Return, exactly and in full, the lines of the records below starting at the one with "title: Rotate keys" and ending at the one with "impl CatalogSource for", and no other lines.

───

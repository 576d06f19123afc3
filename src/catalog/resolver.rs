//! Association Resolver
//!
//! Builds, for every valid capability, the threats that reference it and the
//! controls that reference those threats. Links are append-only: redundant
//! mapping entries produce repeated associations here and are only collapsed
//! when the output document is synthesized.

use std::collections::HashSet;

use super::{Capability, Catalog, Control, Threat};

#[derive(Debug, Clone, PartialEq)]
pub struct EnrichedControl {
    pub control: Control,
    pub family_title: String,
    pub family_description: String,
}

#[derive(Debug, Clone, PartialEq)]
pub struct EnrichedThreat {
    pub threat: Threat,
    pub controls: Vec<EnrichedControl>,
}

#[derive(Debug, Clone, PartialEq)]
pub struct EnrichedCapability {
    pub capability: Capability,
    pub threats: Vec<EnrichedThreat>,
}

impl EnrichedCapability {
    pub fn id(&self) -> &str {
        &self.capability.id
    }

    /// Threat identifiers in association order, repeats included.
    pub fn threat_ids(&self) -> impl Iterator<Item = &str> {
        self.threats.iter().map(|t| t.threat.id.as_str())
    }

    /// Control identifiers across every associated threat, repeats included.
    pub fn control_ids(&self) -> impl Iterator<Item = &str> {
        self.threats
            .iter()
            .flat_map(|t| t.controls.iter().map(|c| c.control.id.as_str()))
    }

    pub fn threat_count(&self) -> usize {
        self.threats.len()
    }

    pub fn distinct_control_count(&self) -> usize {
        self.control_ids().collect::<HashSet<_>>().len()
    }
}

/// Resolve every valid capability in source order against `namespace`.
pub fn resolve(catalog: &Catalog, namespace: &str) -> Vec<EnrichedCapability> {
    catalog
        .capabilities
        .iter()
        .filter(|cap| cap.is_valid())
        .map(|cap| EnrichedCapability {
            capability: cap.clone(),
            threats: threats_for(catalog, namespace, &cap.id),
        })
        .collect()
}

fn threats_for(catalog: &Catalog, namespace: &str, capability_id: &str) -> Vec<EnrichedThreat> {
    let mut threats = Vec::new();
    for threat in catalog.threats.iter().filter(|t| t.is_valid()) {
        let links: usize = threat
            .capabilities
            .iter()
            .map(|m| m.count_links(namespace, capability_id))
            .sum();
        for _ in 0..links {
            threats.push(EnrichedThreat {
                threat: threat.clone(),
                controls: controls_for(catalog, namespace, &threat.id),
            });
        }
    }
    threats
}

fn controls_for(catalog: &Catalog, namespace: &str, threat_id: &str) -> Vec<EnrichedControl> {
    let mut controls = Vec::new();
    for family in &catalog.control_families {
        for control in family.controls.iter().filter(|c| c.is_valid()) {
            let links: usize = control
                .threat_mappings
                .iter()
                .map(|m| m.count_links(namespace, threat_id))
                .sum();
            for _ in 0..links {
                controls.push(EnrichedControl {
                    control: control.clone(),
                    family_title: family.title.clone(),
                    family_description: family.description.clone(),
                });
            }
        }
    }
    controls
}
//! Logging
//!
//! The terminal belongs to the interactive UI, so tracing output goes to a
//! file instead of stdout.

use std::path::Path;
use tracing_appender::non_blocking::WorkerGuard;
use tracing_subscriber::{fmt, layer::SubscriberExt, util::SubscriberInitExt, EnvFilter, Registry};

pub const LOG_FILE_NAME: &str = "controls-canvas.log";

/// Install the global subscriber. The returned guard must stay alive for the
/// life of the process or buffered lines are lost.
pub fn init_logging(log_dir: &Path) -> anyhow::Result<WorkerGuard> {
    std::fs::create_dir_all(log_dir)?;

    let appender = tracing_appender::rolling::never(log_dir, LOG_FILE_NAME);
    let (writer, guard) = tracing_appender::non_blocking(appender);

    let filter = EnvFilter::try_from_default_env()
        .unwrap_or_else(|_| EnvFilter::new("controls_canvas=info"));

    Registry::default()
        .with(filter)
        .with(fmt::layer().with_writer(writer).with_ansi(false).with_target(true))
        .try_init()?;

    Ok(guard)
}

───

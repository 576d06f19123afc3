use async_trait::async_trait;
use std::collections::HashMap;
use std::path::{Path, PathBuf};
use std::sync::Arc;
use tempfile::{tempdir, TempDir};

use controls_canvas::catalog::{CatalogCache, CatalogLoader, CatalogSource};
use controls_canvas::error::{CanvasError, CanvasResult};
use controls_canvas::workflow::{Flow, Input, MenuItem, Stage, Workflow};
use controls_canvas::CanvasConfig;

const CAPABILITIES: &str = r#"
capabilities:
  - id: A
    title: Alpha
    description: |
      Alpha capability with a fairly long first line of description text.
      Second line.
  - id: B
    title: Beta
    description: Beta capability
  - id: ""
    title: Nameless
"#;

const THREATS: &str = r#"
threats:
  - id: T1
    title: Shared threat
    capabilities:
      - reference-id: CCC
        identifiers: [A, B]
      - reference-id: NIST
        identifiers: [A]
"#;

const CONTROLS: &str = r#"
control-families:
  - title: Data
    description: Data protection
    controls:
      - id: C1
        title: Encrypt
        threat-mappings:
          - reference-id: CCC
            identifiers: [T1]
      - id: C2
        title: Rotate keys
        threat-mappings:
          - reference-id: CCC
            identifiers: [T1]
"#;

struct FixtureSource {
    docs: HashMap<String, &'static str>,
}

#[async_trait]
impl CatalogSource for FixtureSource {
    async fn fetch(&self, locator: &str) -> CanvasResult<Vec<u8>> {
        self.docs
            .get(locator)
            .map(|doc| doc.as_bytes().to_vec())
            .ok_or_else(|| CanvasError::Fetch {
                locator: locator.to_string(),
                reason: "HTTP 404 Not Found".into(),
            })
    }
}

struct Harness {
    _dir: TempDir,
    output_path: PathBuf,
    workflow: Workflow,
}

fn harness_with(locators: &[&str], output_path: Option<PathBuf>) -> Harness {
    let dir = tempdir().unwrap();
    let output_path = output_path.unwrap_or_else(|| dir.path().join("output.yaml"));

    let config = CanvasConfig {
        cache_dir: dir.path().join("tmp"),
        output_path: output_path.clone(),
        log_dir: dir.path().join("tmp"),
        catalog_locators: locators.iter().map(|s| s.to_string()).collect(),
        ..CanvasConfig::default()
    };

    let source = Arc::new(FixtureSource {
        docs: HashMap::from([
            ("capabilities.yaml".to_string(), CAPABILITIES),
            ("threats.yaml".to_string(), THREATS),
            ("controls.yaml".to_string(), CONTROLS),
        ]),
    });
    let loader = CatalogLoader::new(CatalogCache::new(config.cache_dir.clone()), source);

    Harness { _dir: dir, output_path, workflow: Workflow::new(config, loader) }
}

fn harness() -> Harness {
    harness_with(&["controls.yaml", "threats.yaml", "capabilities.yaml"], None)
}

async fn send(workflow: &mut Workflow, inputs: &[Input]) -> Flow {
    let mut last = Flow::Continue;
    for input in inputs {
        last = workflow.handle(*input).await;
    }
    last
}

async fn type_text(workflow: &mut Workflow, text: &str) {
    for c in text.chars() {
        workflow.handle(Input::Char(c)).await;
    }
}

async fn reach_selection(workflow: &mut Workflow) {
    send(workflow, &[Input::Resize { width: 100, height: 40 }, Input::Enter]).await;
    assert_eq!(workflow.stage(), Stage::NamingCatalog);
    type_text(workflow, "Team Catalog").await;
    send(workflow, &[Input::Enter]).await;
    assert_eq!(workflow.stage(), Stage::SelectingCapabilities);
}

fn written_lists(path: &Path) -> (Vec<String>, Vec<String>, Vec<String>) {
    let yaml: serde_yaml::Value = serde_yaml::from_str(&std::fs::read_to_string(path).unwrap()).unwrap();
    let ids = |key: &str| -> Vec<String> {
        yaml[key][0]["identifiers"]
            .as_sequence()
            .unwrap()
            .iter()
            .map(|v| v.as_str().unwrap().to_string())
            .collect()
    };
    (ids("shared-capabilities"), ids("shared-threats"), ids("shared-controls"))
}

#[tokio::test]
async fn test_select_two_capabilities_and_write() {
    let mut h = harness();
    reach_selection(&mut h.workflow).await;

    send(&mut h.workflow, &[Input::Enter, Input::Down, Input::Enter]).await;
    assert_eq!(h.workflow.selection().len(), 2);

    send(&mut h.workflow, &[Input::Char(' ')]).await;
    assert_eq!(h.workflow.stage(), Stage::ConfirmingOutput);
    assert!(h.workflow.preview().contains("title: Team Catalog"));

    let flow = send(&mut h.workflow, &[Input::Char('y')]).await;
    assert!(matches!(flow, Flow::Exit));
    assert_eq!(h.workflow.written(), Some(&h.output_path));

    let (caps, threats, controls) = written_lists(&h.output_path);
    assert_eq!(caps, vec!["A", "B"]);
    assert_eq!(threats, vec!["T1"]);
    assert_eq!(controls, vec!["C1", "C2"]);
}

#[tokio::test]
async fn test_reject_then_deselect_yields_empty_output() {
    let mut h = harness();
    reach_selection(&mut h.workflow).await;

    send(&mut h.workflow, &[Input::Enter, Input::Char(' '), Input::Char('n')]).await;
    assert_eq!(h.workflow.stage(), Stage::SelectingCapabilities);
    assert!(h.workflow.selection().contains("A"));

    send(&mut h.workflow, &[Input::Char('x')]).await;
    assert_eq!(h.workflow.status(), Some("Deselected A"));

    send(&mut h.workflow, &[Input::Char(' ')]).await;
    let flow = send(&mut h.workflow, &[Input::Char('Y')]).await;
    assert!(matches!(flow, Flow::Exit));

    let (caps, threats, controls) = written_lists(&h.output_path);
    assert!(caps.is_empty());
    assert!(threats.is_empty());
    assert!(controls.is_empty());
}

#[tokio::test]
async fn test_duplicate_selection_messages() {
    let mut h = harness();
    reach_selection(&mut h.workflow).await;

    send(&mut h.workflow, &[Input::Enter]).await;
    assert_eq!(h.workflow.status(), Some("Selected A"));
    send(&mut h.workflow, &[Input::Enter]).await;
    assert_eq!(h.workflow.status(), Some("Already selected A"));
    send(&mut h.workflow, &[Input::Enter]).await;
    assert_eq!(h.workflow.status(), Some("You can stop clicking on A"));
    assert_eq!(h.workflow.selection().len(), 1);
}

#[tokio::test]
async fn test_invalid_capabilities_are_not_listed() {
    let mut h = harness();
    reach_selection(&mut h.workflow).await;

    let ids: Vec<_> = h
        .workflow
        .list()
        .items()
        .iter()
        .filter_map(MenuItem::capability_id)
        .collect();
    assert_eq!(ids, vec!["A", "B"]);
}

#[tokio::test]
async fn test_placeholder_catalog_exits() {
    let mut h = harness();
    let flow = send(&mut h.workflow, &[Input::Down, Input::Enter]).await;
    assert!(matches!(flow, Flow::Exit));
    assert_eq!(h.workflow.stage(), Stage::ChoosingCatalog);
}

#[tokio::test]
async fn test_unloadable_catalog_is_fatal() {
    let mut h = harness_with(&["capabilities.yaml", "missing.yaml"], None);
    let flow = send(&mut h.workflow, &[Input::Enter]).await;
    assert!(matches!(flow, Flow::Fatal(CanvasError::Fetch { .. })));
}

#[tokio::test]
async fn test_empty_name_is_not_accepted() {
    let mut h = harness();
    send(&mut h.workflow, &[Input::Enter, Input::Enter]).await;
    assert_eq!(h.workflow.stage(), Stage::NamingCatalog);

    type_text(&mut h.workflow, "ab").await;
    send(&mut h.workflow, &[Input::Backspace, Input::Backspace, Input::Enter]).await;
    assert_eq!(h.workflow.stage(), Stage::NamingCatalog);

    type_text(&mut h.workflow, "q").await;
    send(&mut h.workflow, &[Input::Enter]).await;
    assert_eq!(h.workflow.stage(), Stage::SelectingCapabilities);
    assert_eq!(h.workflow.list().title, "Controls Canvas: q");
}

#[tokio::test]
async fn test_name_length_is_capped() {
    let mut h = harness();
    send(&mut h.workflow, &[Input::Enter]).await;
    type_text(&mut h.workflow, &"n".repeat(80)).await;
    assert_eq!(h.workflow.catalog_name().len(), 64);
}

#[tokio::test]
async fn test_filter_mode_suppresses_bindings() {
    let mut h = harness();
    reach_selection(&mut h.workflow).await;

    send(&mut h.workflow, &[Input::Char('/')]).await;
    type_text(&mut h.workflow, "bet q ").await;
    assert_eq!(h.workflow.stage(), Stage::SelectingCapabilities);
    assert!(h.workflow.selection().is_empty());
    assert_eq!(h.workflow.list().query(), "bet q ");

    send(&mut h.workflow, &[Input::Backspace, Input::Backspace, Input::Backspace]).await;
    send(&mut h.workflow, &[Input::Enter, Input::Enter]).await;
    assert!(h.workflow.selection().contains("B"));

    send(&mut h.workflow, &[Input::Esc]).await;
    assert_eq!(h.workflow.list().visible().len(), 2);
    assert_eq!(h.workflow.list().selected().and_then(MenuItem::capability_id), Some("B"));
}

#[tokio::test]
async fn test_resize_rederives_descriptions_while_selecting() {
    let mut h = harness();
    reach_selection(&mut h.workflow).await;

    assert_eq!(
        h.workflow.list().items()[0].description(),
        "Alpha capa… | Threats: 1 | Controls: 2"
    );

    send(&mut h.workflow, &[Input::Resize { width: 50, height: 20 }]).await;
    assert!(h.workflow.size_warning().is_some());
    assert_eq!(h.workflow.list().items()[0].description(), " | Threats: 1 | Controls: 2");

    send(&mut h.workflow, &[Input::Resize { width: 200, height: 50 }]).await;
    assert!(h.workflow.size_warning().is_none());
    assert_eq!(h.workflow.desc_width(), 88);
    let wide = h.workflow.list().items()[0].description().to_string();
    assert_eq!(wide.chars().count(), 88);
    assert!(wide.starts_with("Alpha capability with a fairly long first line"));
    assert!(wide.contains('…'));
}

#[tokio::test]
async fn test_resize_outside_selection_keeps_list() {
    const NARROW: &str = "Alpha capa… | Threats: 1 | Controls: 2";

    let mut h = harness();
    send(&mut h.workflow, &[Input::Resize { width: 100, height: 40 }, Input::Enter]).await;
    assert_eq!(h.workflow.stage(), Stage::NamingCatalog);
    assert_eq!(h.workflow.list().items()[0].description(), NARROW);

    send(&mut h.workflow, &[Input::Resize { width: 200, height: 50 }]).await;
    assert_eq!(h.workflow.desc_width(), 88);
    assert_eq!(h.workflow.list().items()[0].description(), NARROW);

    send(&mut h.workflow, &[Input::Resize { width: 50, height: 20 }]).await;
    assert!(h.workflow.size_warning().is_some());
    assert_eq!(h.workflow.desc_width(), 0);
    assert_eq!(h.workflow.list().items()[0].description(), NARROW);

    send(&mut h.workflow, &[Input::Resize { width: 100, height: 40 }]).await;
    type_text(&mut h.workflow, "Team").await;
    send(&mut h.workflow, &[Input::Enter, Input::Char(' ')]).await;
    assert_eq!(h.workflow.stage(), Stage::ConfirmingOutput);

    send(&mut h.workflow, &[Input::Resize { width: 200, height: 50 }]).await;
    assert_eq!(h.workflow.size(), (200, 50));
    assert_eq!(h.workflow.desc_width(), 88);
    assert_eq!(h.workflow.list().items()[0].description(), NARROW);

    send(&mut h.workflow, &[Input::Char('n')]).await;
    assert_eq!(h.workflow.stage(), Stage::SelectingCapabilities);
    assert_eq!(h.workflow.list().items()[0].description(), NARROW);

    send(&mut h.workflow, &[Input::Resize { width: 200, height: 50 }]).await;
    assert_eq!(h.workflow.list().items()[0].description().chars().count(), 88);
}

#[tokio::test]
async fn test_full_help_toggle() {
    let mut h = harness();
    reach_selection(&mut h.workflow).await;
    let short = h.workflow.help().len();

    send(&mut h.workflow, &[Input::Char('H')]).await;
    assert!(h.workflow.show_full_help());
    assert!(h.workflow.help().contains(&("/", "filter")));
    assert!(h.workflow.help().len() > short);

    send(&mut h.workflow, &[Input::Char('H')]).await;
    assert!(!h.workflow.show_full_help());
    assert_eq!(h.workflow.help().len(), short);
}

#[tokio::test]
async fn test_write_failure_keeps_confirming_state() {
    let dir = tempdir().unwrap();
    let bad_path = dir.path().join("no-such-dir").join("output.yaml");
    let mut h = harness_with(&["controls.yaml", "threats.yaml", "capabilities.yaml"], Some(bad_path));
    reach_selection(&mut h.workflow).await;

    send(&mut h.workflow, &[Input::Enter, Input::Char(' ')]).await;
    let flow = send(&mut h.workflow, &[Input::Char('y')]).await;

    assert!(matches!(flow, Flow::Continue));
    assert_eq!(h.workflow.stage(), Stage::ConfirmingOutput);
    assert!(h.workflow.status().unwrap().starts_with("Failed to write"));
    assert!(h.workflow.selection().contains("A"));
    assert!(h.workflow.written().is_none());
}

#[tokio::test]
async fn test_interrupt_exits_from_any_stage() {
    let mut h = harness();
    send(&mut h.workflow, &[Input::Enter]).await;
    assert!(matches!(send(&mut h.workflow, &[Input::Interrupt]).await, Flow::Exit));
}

───

# TASK OUTPUT:
        title: Rotate keys
        threat-mappings:
          - reference-id: CCC
            identifiers: [T1]
"#;

struct FixtureSource {
    docs: HashMap<String, &'static str>,
}

#[async_trait]
impl CatalogSource for FixtureSource {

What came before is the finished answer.